## SUPPLIED INFORMATION
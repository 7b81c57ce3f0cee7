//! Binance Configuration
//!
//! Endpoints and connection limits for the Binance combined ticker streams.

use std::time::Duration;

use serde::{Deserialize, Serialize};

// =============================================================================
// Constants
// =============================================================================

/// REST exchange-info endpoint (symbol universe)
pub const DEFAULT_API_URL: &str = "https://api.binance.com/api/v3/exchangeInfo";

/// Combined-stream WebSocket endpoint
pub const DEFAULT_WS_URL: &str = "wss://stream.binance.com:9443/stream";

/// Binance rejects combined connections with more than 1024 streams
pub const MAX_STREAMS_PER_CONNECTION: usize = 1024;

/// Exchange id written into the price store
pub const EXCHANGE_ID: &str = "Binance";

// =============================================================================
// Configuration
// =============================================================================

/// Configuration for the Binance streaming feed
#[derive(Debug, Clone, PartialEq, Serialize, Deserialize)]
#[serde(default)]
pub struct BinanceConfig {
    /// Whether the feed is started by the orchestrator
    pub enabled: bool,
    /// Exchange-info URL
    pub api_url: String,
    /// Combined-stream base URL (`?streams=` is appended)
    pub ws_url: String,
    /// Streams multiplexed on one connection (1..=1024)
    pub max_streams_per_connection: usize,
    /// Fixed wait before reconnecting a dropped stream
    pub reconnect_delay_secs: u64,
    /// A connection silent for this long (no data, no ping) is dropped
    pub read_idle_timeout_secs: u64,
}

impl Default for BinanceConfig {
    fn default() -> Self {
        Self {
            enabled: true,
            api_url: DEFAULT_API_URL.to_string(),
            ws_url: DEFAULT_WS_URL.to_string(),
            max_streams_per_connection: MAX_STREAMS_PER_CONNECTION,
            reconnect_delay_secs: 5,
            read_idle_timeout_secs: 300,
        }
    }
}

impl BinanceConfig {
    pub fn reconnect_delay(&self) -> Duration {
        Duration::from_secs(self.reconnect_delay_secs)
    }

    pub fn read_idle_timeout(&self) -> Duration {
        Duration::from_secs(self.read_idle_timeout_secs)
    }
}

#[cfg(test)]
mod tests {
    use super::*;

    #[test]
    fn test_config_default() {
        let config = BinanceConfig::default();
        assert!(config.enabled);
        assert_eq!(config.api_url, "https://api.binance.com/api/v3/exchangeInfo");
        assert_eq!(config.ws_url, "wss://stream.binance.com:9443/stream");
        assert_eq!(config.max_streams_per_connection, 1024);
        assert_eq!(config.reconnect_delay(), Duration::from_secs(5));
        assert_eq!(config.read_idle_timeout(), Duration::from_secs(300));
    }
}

==

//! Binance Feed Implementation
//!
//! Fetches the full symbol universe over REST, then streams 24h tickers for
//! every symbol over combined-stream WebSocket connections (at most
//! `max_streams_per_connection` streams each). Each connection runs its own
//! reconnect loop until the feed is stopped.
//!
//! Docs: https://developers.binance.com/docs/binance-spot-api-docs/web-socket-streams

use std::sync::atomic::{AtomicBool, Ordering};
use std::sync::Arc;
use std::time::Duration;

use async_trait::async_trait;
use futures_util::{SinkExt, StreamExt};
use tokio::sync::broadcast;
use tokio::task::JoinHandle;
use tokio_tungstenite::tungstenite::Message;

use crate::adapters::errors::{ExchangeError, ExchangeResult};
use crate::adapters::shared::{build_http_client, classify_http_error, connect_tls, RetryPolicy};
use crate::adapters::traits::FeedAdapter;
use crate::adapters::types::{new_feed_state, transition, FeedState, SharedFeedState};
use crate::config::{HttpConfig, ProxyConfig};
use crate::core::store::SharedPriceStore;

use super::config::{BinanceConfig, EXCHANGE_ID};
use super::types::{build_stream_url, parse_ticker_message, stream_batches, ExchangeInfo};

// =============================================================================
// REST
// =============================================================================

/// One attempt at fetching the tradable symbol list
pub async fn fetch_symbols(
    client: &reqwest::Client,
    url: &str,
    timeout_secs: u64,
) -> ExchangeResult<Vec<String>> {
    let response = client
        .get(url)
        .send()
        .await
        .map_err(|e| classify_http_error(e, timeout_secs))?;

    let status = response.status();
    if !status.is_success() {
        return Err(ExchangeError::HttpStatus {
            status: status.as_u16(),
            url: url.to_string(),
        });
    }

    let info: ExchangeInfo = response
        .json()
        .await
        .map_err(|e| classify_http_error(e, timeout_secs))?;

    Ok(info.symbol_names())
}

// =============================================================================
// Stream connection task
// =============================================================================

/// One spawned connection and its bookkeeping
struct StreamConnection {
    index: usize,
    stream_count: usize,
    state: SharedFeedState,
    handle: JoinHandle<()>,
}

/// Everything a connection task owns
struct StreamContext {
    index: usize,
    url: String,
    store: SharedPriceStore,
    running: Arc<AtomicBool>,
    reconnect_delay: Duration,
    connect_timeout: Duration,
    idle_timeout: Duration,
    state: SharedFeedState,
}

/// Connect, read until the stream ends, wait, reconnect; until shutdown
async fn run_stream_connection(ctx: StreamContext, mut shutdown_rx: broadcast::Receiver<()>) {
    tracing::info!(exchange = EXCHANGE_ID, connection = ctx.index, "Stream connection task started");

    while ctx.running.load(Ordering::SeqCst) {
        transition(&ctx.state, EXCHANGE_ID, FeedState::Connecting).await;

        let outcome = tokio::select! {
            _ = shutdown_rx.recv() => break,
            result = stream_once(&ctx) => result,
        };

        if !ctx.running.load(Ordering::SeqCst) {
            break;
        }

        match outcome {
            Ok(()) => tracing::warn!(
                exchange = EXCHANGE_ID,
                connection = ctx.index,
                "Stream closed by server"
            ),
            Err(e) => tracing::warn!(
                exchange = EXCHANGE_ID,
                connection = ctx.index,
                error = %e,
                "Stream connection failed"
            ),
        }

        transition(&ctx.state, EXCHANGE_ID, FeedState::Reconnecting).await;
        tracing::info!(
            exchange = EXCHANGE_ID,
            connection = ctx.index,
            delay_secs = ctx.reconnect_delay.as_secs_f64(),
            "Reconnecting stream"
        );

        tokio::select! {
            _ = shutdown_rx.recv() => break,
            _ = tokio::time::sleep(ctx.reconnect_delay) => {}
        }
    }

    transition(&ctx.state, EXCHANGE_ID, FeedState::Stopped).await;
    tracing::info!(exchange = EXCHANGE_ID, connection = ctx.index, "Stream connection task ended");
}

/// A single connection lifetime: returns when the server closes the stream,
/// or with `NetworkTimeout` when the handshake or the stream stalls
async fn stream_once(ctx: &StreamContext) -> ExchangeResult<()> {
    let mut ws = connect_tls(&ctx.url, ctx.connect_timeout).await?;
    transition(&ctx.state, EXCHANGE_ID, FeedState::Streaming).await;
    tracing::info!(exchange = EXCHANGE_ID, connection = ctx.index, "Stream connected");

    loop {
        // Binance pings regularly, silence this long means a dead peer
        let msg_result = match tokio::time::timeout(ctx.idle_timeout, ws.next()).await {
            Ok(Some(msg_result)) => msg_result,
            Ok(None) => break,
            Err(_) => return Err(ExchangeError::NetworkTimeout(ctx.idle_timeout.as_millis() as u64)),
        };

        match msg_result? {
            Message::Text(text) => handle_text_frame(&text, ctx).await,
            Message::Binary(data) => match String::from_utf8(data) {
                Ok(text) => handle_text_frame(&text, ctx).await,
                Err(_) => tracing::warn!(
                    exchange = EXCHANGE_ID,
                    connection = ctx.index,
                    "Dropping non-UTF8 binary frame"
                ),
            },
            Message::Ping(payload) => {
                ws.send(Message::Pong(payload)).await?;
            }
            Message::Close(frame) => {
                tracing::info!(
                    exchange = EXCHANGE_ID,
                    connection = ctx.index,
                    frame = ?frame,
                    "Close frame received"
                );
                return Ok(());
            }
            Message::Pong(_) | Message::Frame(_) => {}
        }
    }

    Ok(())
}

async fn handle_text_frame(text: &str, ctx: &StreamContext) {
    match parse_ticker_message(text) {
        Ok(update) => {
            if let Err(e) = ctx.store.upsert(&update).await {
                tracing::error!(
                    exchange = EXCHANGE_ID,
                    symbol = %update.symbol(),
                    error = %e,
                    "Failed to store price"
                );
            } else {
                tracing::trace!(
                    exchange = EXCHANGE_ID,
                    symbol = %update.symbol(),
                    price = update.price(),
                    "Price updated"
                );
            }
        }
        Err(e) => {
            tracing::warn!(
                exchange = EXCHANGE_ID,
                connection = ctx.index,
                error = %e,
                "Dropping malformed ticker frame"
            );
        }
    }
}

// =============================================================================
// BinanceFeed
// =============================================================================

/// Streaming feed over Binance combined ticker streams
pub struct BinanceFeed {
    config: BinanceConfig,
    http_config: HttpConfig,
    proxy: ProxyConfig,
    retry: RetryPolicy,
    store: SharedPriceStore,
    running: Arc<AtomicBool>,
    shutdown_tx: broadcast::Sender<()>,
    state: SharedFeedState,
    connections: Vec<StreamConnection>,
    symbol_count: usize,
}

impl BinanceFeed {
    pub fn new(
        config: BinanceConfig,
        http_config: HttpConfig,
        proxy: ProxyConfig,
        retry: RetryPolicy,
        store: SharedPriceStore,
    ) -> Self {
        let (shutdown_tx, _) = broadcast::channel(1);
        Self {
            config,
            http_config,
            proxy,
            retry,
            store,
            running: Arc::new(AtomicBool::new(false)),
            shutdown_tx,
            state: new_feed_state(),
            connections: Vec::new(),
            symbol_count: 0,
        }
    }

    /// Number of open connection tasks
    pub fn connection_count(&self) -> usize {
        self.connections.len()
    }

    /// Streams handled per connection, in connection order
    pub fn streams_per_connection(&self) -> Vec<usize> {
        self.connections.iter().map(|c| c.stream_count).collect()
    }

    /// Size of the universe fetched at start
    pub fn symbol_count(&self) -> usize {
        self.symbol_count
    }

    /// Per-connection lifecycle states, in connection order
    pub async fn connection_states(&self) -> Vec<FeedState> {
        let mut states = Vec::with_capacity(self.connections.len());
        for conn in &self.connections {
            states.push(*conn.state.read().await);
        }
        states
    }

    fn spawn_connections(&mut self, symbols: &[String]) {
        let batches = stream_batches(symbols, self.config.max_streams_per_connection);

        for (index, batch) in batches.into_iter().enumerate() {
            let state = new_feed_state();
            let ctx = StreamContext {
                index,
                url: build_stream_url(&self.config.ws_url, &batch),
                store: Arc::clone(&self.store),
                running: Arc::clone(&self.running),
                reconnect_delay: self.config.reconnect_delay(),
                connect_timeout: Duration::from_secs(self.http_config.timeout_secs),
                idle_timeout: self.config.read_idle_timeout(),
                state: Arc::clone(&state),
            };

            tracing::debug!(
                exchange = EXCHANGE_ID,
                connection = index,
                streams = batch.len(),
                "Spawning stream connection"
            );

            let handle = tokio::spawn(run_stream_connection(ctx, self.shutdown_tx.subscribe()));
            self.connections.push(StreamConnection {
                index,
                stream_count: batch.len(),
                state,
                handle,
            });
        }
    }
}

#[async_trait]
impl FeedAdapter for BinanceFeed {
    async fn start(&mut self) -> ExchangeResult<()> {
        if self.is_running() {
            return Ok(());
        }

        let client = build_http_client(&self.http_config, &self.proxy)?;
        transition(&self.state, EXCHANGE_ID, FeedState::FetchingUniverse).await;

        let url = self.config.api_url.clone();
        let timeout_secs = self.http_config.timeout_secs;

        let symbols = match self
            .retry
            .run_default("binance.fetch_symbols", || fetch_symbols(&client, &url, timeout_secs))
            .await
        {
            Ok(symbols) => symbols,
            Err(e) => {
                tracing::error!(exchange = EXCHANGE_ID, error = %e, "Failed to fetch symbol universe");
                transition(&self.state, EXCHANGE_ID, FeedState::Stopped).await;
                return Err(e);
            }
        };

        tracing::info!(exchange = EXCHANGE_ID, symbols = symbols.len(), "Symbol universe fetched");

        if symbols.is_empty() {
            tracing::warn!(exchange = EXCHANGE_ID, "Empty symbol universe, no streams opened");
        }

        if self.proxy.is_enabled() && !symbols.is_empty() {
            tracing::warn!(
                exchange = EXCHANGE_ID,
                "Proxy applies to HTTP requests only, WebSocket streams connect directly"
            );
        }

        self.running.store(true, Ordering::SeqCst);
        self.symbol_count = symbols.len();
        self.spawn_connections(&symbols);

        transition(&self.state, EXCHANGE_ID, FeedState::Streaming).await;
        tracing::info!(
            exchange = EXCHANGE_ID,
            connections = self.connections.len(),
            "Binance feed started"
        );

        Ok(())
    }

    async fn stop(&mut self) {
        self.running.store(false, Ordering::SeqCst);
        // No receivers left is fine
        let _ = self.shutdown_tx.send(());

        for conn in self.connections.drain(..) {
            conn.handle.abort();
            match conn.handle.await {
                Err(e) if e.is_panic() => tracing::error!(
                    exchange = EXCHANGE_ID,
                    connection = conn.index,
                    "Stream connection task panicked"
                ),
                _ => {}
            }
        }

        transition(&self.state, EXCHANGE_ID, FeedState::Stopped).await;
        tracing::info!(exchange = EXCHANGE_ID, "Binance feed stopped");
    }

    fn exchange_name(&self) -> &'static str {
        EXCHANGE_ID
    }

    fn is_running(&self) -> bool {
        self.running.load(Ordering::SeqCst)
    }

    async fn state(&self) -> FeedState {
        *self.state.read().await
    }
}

==

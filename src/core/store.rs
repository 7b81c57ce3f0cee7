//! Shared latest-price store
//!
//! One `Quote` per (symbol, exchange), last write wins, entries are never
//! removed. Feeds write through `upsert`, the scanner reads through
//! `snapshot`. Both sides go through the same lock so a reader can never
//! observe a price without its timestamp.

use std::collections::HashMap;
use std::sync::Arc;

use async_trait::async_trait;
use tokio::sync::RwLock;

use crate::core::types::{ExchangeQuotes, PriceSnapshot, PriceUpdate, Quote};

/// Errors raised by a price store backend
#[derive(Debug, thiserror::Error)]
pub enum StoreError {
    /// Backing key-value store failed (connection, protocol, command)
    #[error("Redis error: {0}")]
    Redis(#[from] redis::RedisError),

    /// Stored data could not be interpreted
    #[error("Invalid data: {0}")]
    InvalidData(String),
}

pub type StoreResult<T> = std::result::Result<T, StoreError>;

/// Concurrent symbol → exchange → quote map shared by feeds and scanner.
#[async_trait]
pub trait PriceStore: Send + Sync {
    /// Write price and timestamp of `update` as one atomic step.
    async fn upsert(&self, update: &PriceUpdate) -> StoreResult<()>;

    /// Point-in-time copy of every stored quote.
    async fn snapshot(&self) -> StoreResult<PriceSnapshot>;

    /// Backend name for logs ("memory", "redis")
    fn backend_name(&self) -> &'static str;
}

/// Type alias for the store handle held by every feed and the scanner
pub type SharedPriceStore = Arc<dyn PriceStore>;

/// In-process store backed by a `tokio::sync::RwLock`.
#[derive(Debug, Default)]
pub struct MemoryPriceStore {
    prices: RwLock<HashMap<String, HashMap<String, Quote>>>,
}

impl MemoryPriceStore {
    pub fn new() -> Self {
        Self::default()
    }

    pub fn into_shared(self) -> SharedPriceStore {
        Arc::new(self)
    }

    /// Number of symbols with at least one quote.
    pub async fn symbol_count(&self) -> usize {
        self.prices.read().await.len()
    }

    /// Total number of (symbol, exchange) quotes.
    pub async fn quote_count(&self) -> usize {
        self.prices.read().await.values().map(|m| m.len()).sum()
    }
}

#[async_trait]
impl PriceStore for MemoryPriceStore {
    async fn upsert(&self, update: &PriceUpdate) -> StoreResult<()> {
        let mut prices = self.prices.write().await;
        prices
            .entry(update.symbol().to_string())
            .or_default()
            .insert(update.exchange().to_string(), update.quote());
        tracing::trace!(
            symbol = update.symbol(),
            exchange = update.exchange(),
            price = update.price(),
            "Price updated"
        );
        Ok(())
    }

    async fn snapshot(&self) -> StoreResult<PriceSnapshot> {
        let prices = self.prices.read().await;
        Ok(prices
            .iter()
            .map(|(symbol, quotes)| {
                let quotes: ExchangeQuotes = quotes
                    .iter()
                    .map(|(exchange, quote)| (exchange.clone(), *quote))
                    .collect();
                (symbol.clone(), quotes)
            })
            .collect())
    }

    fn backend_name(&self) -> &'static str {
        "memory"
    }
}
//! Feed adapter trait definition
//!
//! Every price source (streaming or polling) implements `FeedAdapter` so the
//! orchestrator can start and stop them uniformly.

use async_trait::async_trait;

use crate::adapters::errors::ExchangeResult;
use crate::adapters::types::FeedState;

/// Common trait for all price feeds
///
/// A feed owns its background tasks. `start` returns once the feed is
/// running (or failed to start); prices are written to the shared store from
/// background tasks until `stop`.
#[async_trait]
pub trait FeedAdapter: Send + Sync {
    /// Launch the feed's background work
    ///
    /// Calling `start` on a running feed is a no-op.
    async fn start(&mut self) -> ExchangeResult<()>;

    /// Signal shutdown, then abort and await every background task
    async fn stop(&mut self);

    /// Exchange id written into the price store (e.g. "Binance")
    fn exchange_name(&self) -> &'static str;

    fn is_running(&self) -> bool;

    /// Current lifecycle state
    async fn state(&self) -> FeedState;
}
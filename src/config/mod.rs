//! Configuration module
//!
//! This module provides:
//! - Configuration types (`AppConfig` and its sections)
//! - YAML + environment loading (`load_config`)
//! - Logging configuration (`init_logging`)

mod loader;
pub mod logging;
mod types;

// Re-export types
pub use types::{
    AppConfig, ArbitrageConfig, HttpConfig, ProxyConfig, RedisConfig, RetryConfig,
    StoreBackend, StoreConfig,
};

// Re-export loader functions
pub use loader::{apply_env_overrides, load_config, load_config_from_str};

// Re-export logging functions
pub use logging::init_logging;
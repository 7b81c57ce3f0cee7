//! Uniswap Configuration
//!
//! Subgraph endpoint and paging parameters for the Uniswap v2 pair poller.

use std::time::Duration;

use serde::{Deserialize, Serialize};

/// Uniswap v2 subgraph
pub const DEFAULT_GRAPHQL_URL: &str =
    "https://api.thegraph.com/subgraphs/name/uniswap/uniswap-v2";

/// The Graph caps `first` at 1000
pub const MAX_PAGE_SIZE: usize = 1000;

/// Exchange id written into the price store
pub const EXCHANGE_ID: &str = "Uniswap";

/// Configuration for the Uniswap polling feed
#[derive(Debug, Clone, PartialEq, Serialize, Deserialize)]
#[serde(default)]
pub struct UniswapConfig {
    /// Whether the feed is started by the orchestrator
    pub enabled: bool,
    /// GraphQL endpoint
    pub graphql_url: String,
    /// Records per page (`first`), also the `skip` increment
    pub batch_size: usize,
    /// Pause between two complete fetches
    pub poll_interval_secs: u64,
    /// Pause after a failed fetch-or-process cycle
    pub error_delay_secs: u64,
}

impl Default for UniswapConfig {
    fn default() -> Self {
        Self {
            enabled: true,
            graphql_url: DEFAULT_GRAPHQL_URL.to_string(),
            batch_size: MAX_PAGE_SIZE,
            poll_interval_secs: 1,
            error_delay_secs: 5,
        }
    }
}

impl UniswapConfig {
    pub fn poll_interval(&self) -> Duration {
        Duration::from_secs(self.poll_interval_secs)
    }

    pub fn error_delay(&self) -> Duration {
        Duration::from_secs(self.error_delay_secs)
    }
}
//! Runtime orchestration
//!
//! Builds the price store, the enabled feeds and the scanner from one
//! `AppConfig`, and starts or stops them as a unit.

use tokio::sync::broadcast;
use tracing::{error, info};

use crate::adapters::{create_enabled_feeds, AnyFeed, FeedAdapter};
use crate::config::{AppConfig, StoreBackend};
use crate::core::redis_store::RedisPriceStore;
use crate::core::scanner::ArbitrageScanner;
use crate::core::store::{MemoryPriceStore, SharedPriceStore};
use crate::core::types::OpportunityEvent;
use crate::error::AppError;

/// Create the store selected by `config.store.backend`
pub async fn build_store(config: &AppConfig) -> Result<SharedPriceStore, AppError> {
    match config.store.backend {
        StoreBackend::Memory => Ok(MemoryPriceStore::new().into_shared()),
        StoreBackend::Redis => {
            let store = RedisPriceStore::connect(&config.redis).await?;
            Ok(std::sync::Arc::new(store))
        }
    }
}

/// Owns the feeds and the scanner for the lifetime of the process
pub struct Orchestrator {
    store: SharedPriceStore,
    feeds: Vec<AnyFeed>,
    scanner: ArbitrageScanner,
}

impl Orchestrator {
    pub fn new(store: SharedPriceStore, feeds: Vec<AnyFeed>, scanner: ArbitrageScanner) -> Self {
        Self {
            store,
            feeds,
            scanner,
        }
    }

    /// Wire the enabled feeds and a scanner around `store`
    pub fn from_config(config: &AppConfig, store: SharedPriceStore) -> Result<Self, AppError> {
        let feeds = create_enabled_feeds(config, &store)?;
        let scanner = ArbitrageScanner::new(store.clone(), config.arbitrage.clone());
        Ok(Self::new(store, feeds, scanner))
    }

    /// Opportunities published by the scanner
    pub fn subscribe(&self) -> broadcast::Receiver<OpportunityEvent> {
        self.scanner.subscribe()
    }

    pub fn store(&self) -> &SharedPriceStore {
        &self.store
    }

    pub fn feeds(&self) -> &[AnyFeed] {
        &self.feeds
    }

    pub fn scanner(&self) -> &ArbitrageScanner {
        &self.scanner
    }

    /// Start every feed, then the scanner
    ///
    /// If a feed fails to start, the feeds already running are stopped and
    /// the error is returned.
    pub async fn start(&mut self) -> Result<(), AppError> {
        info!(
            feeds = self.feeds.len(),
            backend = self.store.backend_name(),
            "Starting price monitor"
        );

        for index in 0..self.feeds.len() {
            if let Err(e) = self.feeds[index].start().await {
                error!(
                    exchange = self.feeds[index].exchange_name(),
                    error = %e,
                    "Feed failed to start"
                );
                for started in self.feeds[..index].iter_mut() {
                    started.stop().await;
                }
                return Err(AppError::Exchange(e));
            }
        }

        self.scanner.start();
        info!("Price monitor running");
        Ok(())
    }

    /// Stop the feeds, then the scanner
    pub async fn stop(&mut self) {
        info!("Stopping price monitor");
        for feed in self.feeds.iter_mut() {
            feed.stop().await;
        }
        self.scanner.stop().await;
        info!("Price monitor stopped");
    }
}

## WHAT IS NEEDED
All lines in the entries above that include "SharedPriceStore" should be found and copied.

## TASK ANSWER
use crate::core::store::SharedPriceStore;
    store: SharedPriceStore,
    store: SharedPriceStore,
        store: SharedPriceStore,
pub type SharedPriceStore = Arc<dyn PriceStore>;
    pub fn into_shared(self) -> SharedPriceStore {
use crate::core::store::{MemoryPriceStore, SharedPriceStore};
pub async fn build_store(config: &AppConfig) -> Result<SharedPriceStore, AppError> {
    store: SharedPriceStore,
    pub fn new(store: SharedPriceStore, feeds: Vec<AnyFeed>, scanner: ArbitrageScanner) -> Self {
    pub fn from_config(config: &AppConfig, store: SharedPriceStore) -> Result<Self, AppError> {
    pub fn store(&self) -> &SharedPriceStore {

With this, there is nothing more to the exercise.